§ What needs to be done: Reproduce the entries. Each one must match the original exactly.

§ Available records:
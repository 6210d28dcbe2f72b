//! HTTP request handlers for the fail-on-demand fixture.

mod crash;
mod greeting;

pub use crash::stop;
pub use greeting::{healthz, hello};
use common::config::{parse_u64, ConfigError, ServerConfig};
use std::collections::HashMap;
use std::env;
use std::time::Duration;

/// How long `/healthz` keeps answering 200 after process start.
pub const DEFAULT_HEALTHZ_WINDOW: Duration = Duration::from_secs(10);

#[derive(Debug, Clone, PartialEq, Eq)]
pub struct Config {
    pub server: ServerConfig,
    pub healthz_window: Duration,
}

impl Config {
    /// Load configuration from environment variables
    pub fn from_env() -> Result<Self, ConfigError> {
        Self::from_vars(&env::vars().collect())
    }

    /// Load configuration from a HashMap (for testing)
    pub fn from_vars(vars: &HashMap<String, String>) -> Result<Self, ConfigError> {
        let server = ServerConfig::from_vars(vars)?;

        let healthz_window = parse_u64(vars, "HEALTHZ_WINDOW_SECONDS")?
            .map(Duration::from_secs)
            .unwrap_or(DEFAULT_HEALTHZ_WINDOW);

        Ok(Config {
            server,
            healthz_window,
        })
    }
}
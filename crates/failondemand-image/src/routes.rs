//! HTTP routes for the fail-on-demand fixture.
//!
//! Defines the Axum router and application state.

use crate::handlers;
use crate::terminator::Terminator;
use axum::{routing::get, Router};
use std::sync::Arc;
use tower_http::trace::TraceLayer;

/// Application state shared across all handlers.
#[derive(Clone)]
pub struct AppState {
    /// Name used by `/hello`.
    pub target: String,

    /// Exit seam used by `/stop`.
    pub terminator: Arc<dyn Terminator>,
}

/// Build the application routes.
///
/// - `/hello` - Greeting using the configured target
/// - `/stop` - Logs "Crashed..." and exits with code 5
/// - `/healthz` - Always 200
pub fn build_routes(state: Arc<AppState>) -> Router {
    Router::new()
        .route("/hello", get(handlers::hello))
        .route("/stop", get(handlers::stop))
        .route("/healthz", get(handlers::healthz))
        .with_state(state)
        .layer(TraceLayer::new_for_http())
}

§ Task response:
repository 6210d28dcbe2f72b
//! HTTP request handlers for the fail-on-demand fixture.

mod crash;
mod greeting;

pub use crash::stop;
pub use greeting::{healthz, hello};
use common::config::{parse_u64, ConfigError, ServerConfig};
use std::collections::HashMap;
use std::env;
use std::time::Duration;

/// How long `/healthz` keeps answering 200 after process start.
pub const DEFAULT_HEALTHZ_WINDOW: Duration = Duration::from_secs(10);

#[derive(Debug, Clone, PartialEq, Eq)]
pub struct Config {
    pub server: ServerConfig,
    pub healthz_window: Duration,
}

impl Config {
    /// Load configuration from environment variables
    pub fn from_env() -> Result<Self, ConfigError> {
        Self::from_vars(&env::vars().collect())
    }

    /// Load configuration from a HashMap (for testing)
    pub fn from_vars(vars: &HashMap<String, String>) -> Result<Self, ConfigError> {
        let server = ServerConfig::from_vars(vars)?;

        let healthz_window = parse_u64(vars, "HEALTHZ_WINDOW_SECONDS")?
            .map(Duration::from_secs)
            .unwrap_or(DEFAULT_HEALTHZ_WINDOW);

        Ok(Config {
            server,
            healthz_window,
        })
    }
}
filename crates/failondemand-image/src/routes.rs
//! HTTP routes for the fail-on-demand fixture.
//!
//! Defines the Axum router and application state.

use crate::handlers;
use crate::terminator::Terminator;
use axum::{routing::get, Router};
use std::sync::Arc;
use tower_http::trace::TraceLayer;

/// Application state shared across all handlers.
#[derive(Clone)]
pub struct AppState {
    /// Name used by `/hello`.
    pub target: String,

    /// Exit seam used by `/stop`.
    pub terminator: Arc<dyn Terminator>,
}

/// Build the application routes.
///
/// - `/hello` - Greeting using the configured target
/// - `/stop` - Logs "Crashed..." and exits with code 5
/// - `/healthz` - Always 200
pub fn build_routes(state: Arc<AppState>) -> Router {
    Router::new()
        .route("/hello", get(handlers::hello))
        .route("/stop", get(handlers::stop))
        .route("/healthz", get(handlers::healthz))
        .with_state(state)
        .layer(TraceLayer::new_for_http())
}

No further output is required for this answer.